Commercial Property: Opportunities for Innovation

The recession has hit the commercial property sector in the UK very hard – and the outlook during 2013 does not look terrific for the sector either.

CC: Ben Sutherland
CC: Ben Sutherland

However, there is a silver lining for someone to most dark clouds. If your business has reached the point where you would benefit from commercial space, you are in an excellent negotiating position.

Although there are some bottlenecks and bubbles of activity, overall the outlook for the UK commercial property market is looking flat at best, according to many forecasters. The returns on commercial property investments are pretty negligible right now when compared to equities.

The most recent IPD UK Monthly Property Index shows that the capital value of commercial properties dropped during the month of February. The capital value of both retail investments and office property investments were down 0.2%.

Consultants Delloitte undertook a ‘crane survey’ to gauge commercial property construction activity at the start of the year. Their conclusion was that outside London not a lot is happening. It is not economically viable in many parts of the UK to build new office stock. London will follow a different trajectory to the rest of the country. Delloittes expects overseas investors to spend more than £20 billion on UK real estate in 2013, much of that in London.

Money Observer forecast in January that office property rents will drop by around 3% during 2013. They expect the retail property sector as remaining pretty flat.

The retail sector outside London has been hit particularly hard – as evidenced by so many empty retail units on High Streets up and down the land. It isn’t just the recession that is causing this. The rise in internet-shopping has hit the retail property sector hard. Online sales at John Lewis, for instance, now account for over 25% of the retail group’s business. That’s an awful lot of of customers and potential customers who don’t need to enter the High Street for their food mixer or TV. As the numbers of smartphones in the hands of consumers grows, the proportion of shopping done online is expected to grow.

In the recent budget, the government committed to consult on plans that would make it easier for developers to convert unwanted retail units into homes.

There are commercial property companies like Swift Capital that seem to have deep enough pockets to see opportunity in this tough environment.

Time for innovation?

Others are calling for innovation as the route out. Delloittes proposed one way to improve the economic viability of office development outside of London – simpler, cheaper buildings. They argue that today’s office buildings don’t need some of the expensive infrastructure that has become standard.

There has been a blurring in the distinction between personal IT and IT for work. Smartphones and laptops are so common nowadays, that much of the cabling for IT and communications in office buildings is no longer a necessity, they argue. That infrastructure is being replaced by WiFi and bring-your-own-device-to-work schemes.
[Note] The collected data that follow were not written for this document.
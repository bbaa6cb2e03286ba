//! Admission-control rate limiting
//!
//! One `RateLimiter` per protected endpoint class. Each key (client address)
//! gets a counter that resets once its window has elapsed. All state sits
//! behind a single `tokio::sync::Mutex`; the critical section performs no I/O.

use std::collections::HashMap;
use std::sync::{Arc, Mutex as StdMutex, Weak};
use std::time::Duration;

use picohub_core::RateLimitPolicy;
use tokio::sync::Mutex;
use tokio::task::JoinHandle;
use tokio::time::{interval_at, Instant};
use tokio_util::sync::CancellationToken;

#[derive(Debug, Clone)]
struct RateWindow {
    count: u32,
    reset_at: Instant,
}

impl RateWindow {
    fn is_expired(&self, now: Instant) -> bool {
        now >= self.reset_at
    }
}

/// Outcome of a single admission check
#[derive(Debug, Clone, Copy, PartialEq, Eq)]
pub enum RateDecision {
    Allowed { remaining: u32 },
    Limited { retry_after: Duration },
}

impl RateDecision {
    pub fn is_allowed(&self) -> bool {
        matches!(self, RateDecision::Allowed { .. })
    }
}

struct Inner {
    policy: RateLimitPolicy,
    windows: Mutex<HashMap<String, RateWindow>>,
}

impl Inner {
    async fn sweep_expired(&self) -> usize {
        let now = Instant::now();
        let mut windows = self.windows.lock().await;
        let before = windows.len();
        windows.retain(|_key, window| !window.is_expired(now));
        before - windows.len()
    }
}

struct Sweeper {
    cancel_token: CancellationToken,
    handle: StdMutex<Option<JoinHandle<()>>>,
}

/// Per-key fixed-window request counter
pub struct RateLimiter {
    inner: Arc<Inner>,
    sweeper: Option<Sweeper>,
}

impl RateLimiter {
    /// Create a limiter without background eviction. Expired windows are
    /// still replaced lazily on the next request for their key.
    pub fn new(policy: RateLimitPolicy) -> Self {
        Self {
            inner: Arc::new(Inner {
                policy,
                windows: Mutex::new(HashMap::new()),
            }),
            sweeper: None,
        }
    }

    /// Create a limiter plus a background task that evicts expired windows
    /// every `policy.window`. Must be called from within a tokio runtime.
    ///
    /// The task stops when the limiter is dropped or `shutdown` is awaited.
    pub fn with_sweeper(policy: RateLimitPolicy) -> Self {
        let mut limiter = Self::new(policy);
        let cancel_token = CancellationToken::new();
        let handle = Self::create_sweep_task(
            Arc::downgrade(&limiter.inner),
            cancel_token.clone(),
            policy.window,
        );
        limiter.sweeper = Some(Sweeper {
            cancel_token,
            handle: StdMutex::new(Some(handle)),
        });
        limiter
    }

    fn create_sweep_task(
        inner: Weak<Inner>,
        cancel_token: CancellationToken,
        period: Duration,
    ) -> JoinHandle<()> {
        let mut interval = interval_at(Instant::now() + period, period);

        tokio::spawn(async move {
            loop {
                tokio::select! {
                    _ = cancel_token.cancelled() => {
                        break;
                    }
                    _ = interval.tick() => {
                        let Some(inner) = inner.upgrade() else {
                            break;
                        };
                        let evicted = inner.sweep_expired().await;
                        if evicted > 0 {
                            tracing::debug!(
                                windows_evicted = evicted,
                                "Evicted expired rate limit windows"
                            );
                        }
                    }
                }
            }
            tracing::debug!("Rate limit sweeper stopped");
        })
    }

    pub fn policy(&self) -> RateLimitPolicy {
        self.inner.policy
    }

    /// Record one request for `key` and decide whether it may proceed.
    pub async fn check(&self, key: &str) -> RateDecision {
        let policy = self.inner.policy;
        let now = Instant::now();
        let mut windows = self.inner.windows.lock().await;

        match windows.get_mut(key) {
            Some(window) if !window.is_expired(now) => {
                window.count = window.count.saturating_add(1);
                if window.count <= policy.limit {
                    RateDecision::Allowed {
                        remaining: policy.limit - window.count,
                    }
                } else {
                    RateDecision::Limited {
                        retry_after: window.reset_at.saturating_duration_since(now),
                    }
                }
            }
            _ => {
                windows.insert(
                    key.to_string(),
                    RateWindow {
                        count: 1,
                        reset_at: now + policy.window,
                    },
                );
                RateDecision::Allowed {
                    remaining: policy.limit.saturating_sub(1),
                }
            }
        }
    }

    /// Record one request for `key`; true when it is admitted.
    pub async fn admit(&self, key: &str) -> bool {
        self.check(key).await.is_allowed()
    }

    /// Remove every expired window and return how many were dropped.
    pub async fn sweep_expired(&self) -> usize {
        self.inner.sweep_expired().await
    }

    /// Number of keys currently tracked, expired or not.
    pub async fn tracked_keys(&self) -> usize {
        self.inner.windows.lock().await.len()
    }

    /// Stop the background sweep and wait for it to finish.
    pub async fn shutdown(&self) {
        let Some(sweeper) = &self.sweeper else {
            return;
        };
        sweeper.cancel_token.cancel();
        let handle = match sweeper.handle.lock() {
            Ok(mut guard) => guard.take(),
            Err(poisoned) => poisoned.into_inner().take(),
        };
        if let Some(handle) = handle {
            if let Err(e) = handle.await {
                tracing::warn!(error = %e, "Rate limit sweeper ended abnormally");
            }
        }
    }
}

impl Drop for RateLimiter {
    fn drop(&mut self) {
        if let Some(sweeper) = &self.sweeper {
            sweeper.cancel_token.cancel();
        }
    }
}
Savings could also be made on expensive heating and cooling systems if businesses would forego the large open-plan workspaces that have become the norm. The argument is that these spaces may also be out of date. Hot-desking and teams that only come together for given activities are also changing what businesses need from office spaces. Increased availability of smaller spaces with lower operational and maintenance costs would surely be welcomed by small business owners. Perhaps the government’s relaxation of planning rules will lead to some innovation in this area.

There are other reasons to hope that things may get better sooner. The government’s commitment to regional development may provide a boost to the entrepreneurs who are undoubtedly waiting for their opportunity. However, the Coalition Government’s original attempt at a Regional Growth Fund is widely considered to have failed.

Delloittes “heroically” predict that the commercial property market will bottom out in 2013. However, Delloitte’s are not slow in adding caveats to their heroic prediction. Any recovery could be swiftly derailed.

The halving of growth expectations for UK GDP from 1.2% to 0.6%,  just announced by the Chancellor, may further dampen tenant demand and rental growth. As things stand, there is too much supply chasing too little demand.

If you are one of the companies that will manage to expand during 2013, and Delloitte’s are correct, now could be the time to grab your bargain.